» What to work on
Look through the entries below and report every line that has "info".

:: Data shown ::

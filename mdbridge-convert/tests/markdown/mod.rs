//! Markdown format tests
//!
//! Tests for the Markdown → HTML direction.

mod export;
mod kitchensink;
mod table;
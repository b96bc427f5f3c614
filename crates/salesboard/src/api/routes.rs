use std::sync::Arc;

use axum::extract::rejection::QueryRejection;
use axum::extract::{Query, State};
use salesboard_core::error::ParamError;
use salesboard_core::filter::Month;
use salesboard_core::ingestion::{self, SeedOutcome};
use salesboard_core::model::SaleRecord;
use salesboard_core::reports::{self, BarChart, CombinedReport, PieChart, SalesStatistics};
use salesboard_core::repository::TransactionRepository;
use tracing::{debug, info};

use super::envelope::Envelope;
use super::error::ApiError;
use super::params::{ListParams, MonthParams};
use super::state::AppState;

type MonthQuery = Result<Query<MonthParams>, QueryRejection>;
type ApiResult<T> = Result<Envelope<T>, ApiError>;

fn month_from(params: MonthQuery) -> Result<Month, ParamError> {
    let Query(params) = params.map_err(|rejection| ParamError::Malformed(rejection.body_text()))?;
    params.month()
}

pub async fn banner() -> &'static str {
    "Salesboard server is running"
}

pub async fn seed_data(State(state): State<Arc<AppState>>) -> ApiResult<()> {
    let outcome = ingestion::seed(state.repository(), state.feed()).await?;
    info!(?outcome, "seed request finished");

    Ok(match outcome {
        SeedOutcome::NoData => Envelope::message("Data Not Found In Third Party Url"),
        SeedOutcome::Seeded { .. } => Envelope::message("Data Seeded Successfully"),
    })
}

pub async fn list(
    State(state): State<Arc<AppState>>,
    params: Result<Query<ListParams>, QueryRejection>,
) -> ApiResult<Vec<SaleRecord>> {
    let Query(params) = params.map_err(|rejection| ParamError::Malformed(rejection.body_text()))?;
    let query = params.into_query()?;

    let records = state.repository().list(&query).await?;
    debug!(
        month = %query.month,
        page = query.pagination.page(),
        returned = records.len(),
        "listed sale records"
    );
    Ok(Envelope::success("List Fetched Successfully", records))
}

pub async fn statistics(
    State(state): State<Arc<AppState>>,
    params: MonthQuery,
) -> ApiResult<SalesStatistics> {
    let month = month_from(params)?;
    let stats = reports::statistics(state.repository(), month).await?;
    Ok(Envelope::success("Statistics Fetched Successfully", stats))
}

pub async fn bar_chart(State(state): State<Arc<AppState>>, params: MonthQuery) -> ApiResult<BarChart> {
    let month = month_from(params)?;
    let chart = reports::bar_chart(state.repository(), month).await?;
    Ok(Envelope::success("Bar Chart Data Fetched Successfully", chart))
}

pub async fn pie_chart(State(state): State<Arc<AppState>>, params: MonthQuery) -> ApiResult<PieChart> {
    let month = month_from(params)?;
    let chart = reports::pie_chart(state.repository(), month).await?;
    Ok(Envelope::success("Pie Chart Data Fetched Successfully", chart))
}

pub async fn combined(
    State(state): State<Arc<AppState>>,
    params: MonthQuery,
) -> ApiResult<CombinedReport> {
    let month = month_from(params)?;
    let report = reports::combined(state.repository(), month).await?;
    Ok(Envelope::success("Combined Data Fetched Successfully", report))
}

:::

» Reply to the exercise
use tracing::{debug, info};
    info!(?outcome, "seed request finished");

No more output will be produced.